Another consideration is a short barreled shotgun. These are available in a number of configurations, from the magazine-fed semi automatic Saiga to the pump action tube-fed Super Shorty produced by Serbu firearms. These are highly maneuverable, small enough to keep on the body at all times, and capable of putting out plenty of firepower when packed with slugs or large buckshot.
Shoulder-fired Anti-Material Rifles – For when the big bore hunting rifles just don’t cut it. Militaries and even police departments around the world use very large and powerful cartridges in large shoulder-fired rifles for anti-material purposes including communications equipment, vehicles, and even hardened armor targets including light tanks. They saw use in World War II in rifles such as the Russian PTRD or the Finnish Lahti, both capable of penetrating hardened steel targets at well over a thousand meters. Since then, although the more extreme calibers have largely disappeared, efficient anti-material cartridges such as the .50 BMG have continued to be used, and they have guns using them have continued to advance to more accurate and portable firearms.
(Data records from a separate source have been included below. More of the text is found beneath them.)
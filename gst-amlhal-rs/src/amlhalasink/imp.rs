//! Amlogic audio HAL sink implementation
//!
//! This module contains the core implementation of the amlhalasink element.
//! It implements GStreamer's BaseSink trait, handling:
//! - Element lifecycle (HAL load/unload in start/stop)
//! - Property management (output-port, direct-mode, volume, mute, hal-library)
//! - Caps negotiation (acquiring the ring buffer for the negotiated format)
//! - Buffer rendering (see `render.rs`)
//! - Clock provision (`AmlHalClock`, driven by the ring buffer time source)
//!
//! ## Data Flow
//! ```text
//! render() ──► UniqueAdapter ──► RingBuffer::commit ──► HAL output stream
//!                                        │
//!                          TimeSource ◄──┘──► AmlHalClock (pipeline clock)
//! ```
//!
//! ## State Changes
//! - READY → PAUSED: posts CLOCK_PROVIDE
//! - PAUSED → PLAYING: the ring buffer may start on the next commit
//! - PLAYING → PAUSED: start permission withdrawn, ring buffer paused
//! - PAUSED → READY: posts CLOCK_LOST

// SPDX-FileCopyrightText: 2025 2025 Contributors to the gst-amlhal project.
// SPDX-License-Identifier: Apache-2.0

use gst::glib;
use gst::prelude::*;
use gst::subclass::prelude::*;
use gst_base::prelude::*;
use gst_base::subclass::prelude::*;
use gstreamer as gst;
use gstreamer_base as gst_base;

use amlhal::{AudioHwDevice, HalDevice};
use tracing::trace;

use std::sync::Arc;
use std::sync::LazyLock;
use std::sync::Mutex;

use crate::amlhalasink;
use crate::amlhalasink::clock::AmlHalClock;
use crate::amlhalasink::render;
use crate::amlhalasink::state::{
    Context, DEFAULT_DIRECT_MODE, DEFAULT_MUTE, DEFAULT_OUTPUT_PORT, DEFAULT_VOLUME,
    MAX_VOLUME, OutputPort, Settings, State, apply_mute, apply_volume, setup_device,
    stream_spec_from_caps,
};

/// GStreamer debug category for amlhalasink messages.
///
/// Set GST_DEBUG=amlhalasink:5 to see TRACE-level logs.
pub(crate) static CAT: LazyLock<gst::DebugCategory> = LazyLock::new(|| {
    gst::DebugCategory::new(
        "amlhalasink",
        gst::DebugColorFlags::empty(),
        Some("Amlogic audio HAL sink"),
    )
});

/// Amlogic audio HAL sink element implementation.
///
/// ## Thread Safety
/// `context` is locked by the streaming thread for every render, including
/// the blocking device writes, and by the application thread for state
/// changes. Volume and mute updates only take the short-held `device` slot,
/// and the clock reads the ring buffer's shared `TimeSource`; neither waits
/// on a render.
pub struct AmlHalAsink {
    /// User-configurable properties
    settings: Mutex<Settings>,

    /// Runtime state (HAL device, ring buffer, pending bytes)
    context: Mutex<Context>,

    /// The loaded HAL device, for control calls outside the streaming thread
    device: Mutex<Option<Arc<dyn AudioHwDevice>>>,

    /// Clock offered to the pipeline
    clock: AmlHalClock,
}
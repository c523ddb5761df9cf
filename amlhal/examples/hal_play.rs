// SPDX-FileCopyrightText: 2025 2025 Contributors to the gst-amlhal project.
// SPDX-License-Identifier: Apache-2.0

//! Plays a raw S16LE file through the audio HAL.
//!
//! ```text
//! cargo run --example hal_play -- --input tone.raw --rate 48000 --port hdmi
//! ```

use std::{fs, path::PathBuf};

use amlhal::{
    AudioFormat, AudioHwDevice, ChannelMask, HalDevice, OutputDevice, OutputFlags, StreamConfig,
    config::default_library_path, load_api,
};
use clap::{Parser, ValueEnum};
use tracing::{info, warn};

#[derive(Debug, Clone, Copy, ValueEnum)]
enum Port {
    Speaker,
    Hdmi,
    HdmiArc,
    Spdif,
}

impl From<Port> for OutputDevice {
    fn from(port: Port) -> Self {
        match port {
            Port::Speaker => OutputDevice::Speaker,
            Port::Hdmi => OutputDevice::Hdmi,
            Port::HdmiArc => OutputDevice::HdmiArc,
            Port::Spdif => OutputDevice::Spdif,
        }
    }
}

#[derive(Debug, Parser)]
#[command(version, about = "Write raw 16-bit PCM to the Amlogic audio HAL")]
struct Opts {
    /// Interleaved S16LE input file.
    #[arg(long)]
    input: PathBuf,

    #[arg(long, default_value_t = 48000)]
    rate: u32,

    /// 2, 6 or 8.
    #[arg(long, default_value_t = 2)]
    channels: u32,

    #[arg(long, value_enum, default_value_t = Port::Speaker)]
    port: Port,

    /// Path of the audio client library.
    #[arg(long)]
    library: Option<PathBuf>,

    /// Route through the system mixer instead of a direct output.
    #[arg(long)]
    primary: bool,

    /// Bytes handed to each write call.
    #[arg(long, default_value_t = 4096)]
    chunk: usize,
}

fn main() -> Result<(), amlhal::Error> {
    tracing_subscriber::fmt()
        .with_env_filter(
            tracing_subscriber::EnvFilter::builder()
                .with_default_directive(tracing::level_filters::LevelFilter::INFO.into())
                .from_env_lossy(),
        )
        .init();

    let opts = Opts::parse();
    let channel_mask = ChannelMask::from_channels(opts.channels).ok_or_else(|| {
        amlhal::Error::Other(format!("unsupported channel count {}", opts.channels))
    })?;
    let data = fs::read(&opts.input).map_err(|e| {
        amlhal::Error::Other(format!("reading {}: {}", opts.input.display(), e))
    })?;

    let api = load_api(opts.library.unwrap_or_else(default_library_path))?;
    let device = HalDevice::open(api)?;
    let stream = device.open_output_stream(&StreamConfig {
        sample_rate: opts.rate,
        channel_mask,
        format: AudioFormat::Pcm16Bit,
        flags: if opts.primary {
            OutputFlags::Primary
        } else {
            OutputFlags::Direct
        },
        device: opts.port.into(),
    })?;

    let mut partial_writes = 0usize;
    for chunk in data.chunks(opts.chunk.max(1)) {
        let mut offset = 0;
        while offset < chunk.len() {
            let written = stream.write(&chunk[offset..])?;
            if written < chunk.len() - offset {
                partial_writes += 1;
            }
            offset += written;
        }
    }

    if partial_writes > 0 {
        warn!("{} partial writes", partial_writes);
    }
    info!(
        "Wrote {} bytes, presentation position {:?}",
        data.len(),
        stream.presentation_position()?
    );
    Ok(())
}
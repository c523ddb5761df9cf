// SPDX-FileCopyrightText: 2025 2025 Contributors to the gst-amlhal project.
// SPDX-License-Identifier: Apache-2.0

//! Stream description and its mapping onto HAL output parameters.

use amlhal::{AudioFormat, ChannelMask, OutputDevice, OutputFlags, StreamConfig};

use super::RingBufferError;

/// Encoding of the audio handed to the sink.
#[derive(Debug, Clone, Copy, PartialEq, Eq, Hash)]
pub enum SampleFormat {
    /// Interleaved S16LE.
    Pcm16,
    Ac3,
    EAc3,
}

impl SampleFormat {
    pub fn is_compressed(self) -> bool {
        !matches!(self, SampleFormat::Pcm16)
    }

    pub fn hal_format(self) -> AudioFormat {
        match self {
            SampleFormat::Pcm16 => AudioFormat::Pcm16Bit,
            SampleFormat::Ac3 => AudioFormat::Ac3,
            SampleFormat::EAc3 => AudioFormat::EAc3,
        }
    }
}

/// Negotiated stream parameters, fixed for the lifetime of a session.
#[derive(Debug, Clone, Copy, PartialEq, Eq)]
pub struct StreamSpec {
    pub format: SampleFormat,
    pub sample_rate: u32,
    pub channels: u32,
}

impl StreamSpec {
    /// Bytes per sample frame as seen by callers of `commit`.
    ///
    /// Compressed streams are counted in bytes, so one "sample" is one byte.
    pub fn bytes_per_frame(&self) -> usize {
        match self.format {
            SampleFormat::Pcm16 => 2 * self.channels as usize,
            SampleFormat::Ac3 | SampleFormat::EAc3 => 1,
        }
    }
}

/// Element configuration that shapes the opened output stream.
#[derive(Debug, Clone, Copy, PartialEq, Eq)]
pub struct OutputConfig {
    /// Open a direct output instead of going through the system mixer.
    pub direct_mode: bool,
    pub device: OutputDevice,
}

impl Default for OutputConfig {
    fn default() -> Self {
        Self {
            direct_mode: true,
            device: OutputDevice::Speaker,
        }
    }
}

/// Output stream parameters for `spec`, and whether mono input has to be
/// expanded to stereo before writing.
pub(crate) fn stream_config(
    spec: &StreamSpec,
    output: &OutputConfig,
) -> Result<(StreamConfig, bool), RingBufferError> {
    if !output.direct_mode && spec.channels != 2 {
        return Err(RingBufferError::UnsupportedChannels(spec.channels));
    }

    let (channel_mask, expand) = match spec.channels {
        1 => (ChannelMask::Stereo, true),
        n => (
            ChannelMask::from_channels(n).ok_or(RingBufferError::UnsupportedChannels(n))?,
            false,
        ),
    };

    let config = StreamConfig {
        sample_rate: spec.sample_rate,
        channel_mask,
        format: spec.format.hal_format(),
        flags: if output.direct_mode {
            OutputFlags::Direct
        } else {
            OutputFlags::Primary
        },
        device: output.device,
    };
    Ok((config, expand))
}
To meet the needs of packing extreme firepower into a portable and maneuverable firearm, a semi automatic .50 BMG should be heavily considered. The GM6 Lynx is a great contender, fitting that power into a compact, low-recoiling platform to be easily fielded by a foot soldier. With access to repeated high power follow up shots, the sheer displacement and penetration of the .50 BMG cartridge makes it formidable for use even against the largest dinosaurs that may make an appearance in the park. If for some reason a larger cartridge is needed, similar platforms are available in both 14.5mm and 20mm cartridges. In fact, the rifle shown in the beginning of Jurassic Park 3 is claimed to be a semi-automatic, gas operated 20mm rifle firing high-explosive incendiary rounds. Such a rifle, while heavy and requiring team support, is capable of devastating fire on enormous predatory targets.
Bigger Big Guns – When all other hope is lost, your fire support weapons need to be your capable last line of defense. Dinosaurs may not understand suppressive fire, but the people being hunted by them may certainly appreciate the extra power. Although the M134 is a mean gun, I can’t help but think the .308 cartridge lacks the penetration and overall power to be the necessary last line of defense against the biggest, meanest dinosaurs around.
I would recommend stepping up to a larger, more capable cartridge. If the anti-material rifle is capable, the same cartridge fired at 2,000 rounds per minute is preferable. A .50 caliber support machine gun such as the FN GAU 21 should be available both for close air support and mounted motor vehicle units.
The best gun to hunt (or defend from) dinosaurs is a hotly debated topic, perhaps as much so as the best caliber for concealed carry or the best gun for a zombie invasion. I’ve given my two cents for hunting and park security. If you were in their roles, what guns would you want to have and be backed up by? What calibers are capable of humane kills on a Utahraptor or Spinosaurus?
Let me know what you think
*Velociraptors as known in the Jurassic Park world are most likely actually Utahraptors, as a true velociraptor is thought to have been about the size of a turkey.